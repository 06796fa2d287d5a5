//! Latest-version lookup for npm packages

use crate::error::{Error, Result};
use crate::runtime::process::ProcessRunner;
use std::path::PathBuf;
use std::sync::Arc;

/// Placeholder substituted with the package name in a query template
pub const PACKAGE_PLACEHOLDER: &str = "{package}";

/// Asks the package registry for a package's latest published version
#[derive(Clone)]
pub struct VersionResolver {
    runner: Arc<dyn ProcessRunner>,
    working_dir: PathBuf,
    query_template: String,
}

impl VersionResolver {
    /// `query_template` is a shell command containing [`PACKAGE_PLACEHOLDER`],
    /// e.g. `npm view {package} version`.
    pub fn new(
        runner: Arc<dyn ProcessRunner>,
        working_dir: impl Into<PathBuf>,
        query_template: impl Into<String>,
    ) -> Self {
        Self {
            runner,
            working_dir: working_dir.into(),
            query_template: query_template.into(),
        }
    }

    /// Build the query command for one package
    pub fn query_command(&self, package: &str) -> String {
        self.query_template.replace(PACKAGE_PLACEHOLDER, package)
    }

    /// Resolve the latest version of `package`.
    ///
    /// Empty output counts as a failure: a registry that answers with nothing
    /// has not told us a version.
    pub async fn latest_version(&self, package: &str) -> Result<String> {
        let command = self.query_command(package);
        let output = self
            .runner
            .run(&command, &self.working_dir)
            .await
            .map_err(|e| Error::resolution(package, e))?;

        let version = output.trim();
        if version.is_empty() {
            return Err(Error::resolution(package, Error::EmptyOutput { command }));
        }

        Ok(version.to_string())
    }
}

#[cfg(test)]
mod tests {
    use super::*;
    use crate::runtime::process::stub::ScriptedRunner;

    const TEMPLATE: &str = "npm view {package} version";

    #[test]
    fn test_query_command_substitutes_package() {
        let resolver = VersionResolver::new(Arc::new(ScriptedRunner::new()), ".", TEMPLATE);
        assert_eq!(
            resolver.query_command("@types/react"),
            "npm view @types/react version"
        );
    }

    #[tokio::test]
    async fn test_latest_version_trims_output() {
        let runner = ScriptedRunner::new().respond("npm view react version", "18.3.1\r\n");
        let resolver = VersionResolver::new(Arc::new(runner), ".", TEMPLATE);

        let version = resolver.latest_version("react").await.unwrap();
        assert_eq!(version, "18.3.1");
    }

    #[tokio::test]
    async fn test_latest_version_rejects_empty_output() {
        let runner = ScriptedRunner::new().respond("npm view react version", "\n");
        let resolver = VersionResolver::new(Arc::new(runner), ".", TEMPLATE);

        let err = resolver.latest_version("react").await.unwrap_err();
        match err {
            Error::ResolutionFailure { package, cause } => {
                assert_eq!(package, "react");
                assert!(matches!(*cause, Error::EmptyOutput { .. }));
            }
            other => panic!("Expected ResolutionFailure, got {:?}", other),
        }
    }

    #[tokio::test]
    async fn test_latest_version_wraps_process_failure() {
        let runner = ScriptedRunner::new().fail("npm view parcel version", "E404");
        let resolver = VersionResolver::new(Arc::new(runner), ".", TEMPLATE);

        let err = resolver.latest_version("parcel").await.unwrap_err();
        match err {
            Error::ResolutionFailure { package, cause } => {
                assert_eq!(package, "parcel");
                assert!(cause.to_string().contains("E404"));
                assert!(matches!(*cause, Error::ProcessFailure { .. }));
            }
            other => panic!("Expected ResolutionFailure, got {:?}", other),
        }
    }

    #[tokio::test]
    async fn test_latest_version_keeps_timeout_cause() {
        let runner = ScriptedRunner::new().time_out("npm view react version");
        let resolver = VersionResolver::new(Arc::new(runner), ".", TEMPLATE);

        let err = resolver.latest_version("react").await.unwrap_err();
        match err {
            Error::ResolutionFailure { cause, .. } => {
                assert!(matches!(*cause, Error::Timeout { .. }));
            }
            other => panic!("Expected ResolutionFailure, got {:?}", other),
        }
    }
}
# # #
== DIRECTIONS FOR THIS TASK ==
Find "matches" in the preceding records. Copy each line that holds it.

== OUTPUT BELOW ==
                assert!(matches!(*cause, Error::EmptyOutput { .. }));
                assert!(matches!(*cause, Error::ProcessFailure { .. }));
                assert!(matches!(*cause, Error::Timeout { .. }));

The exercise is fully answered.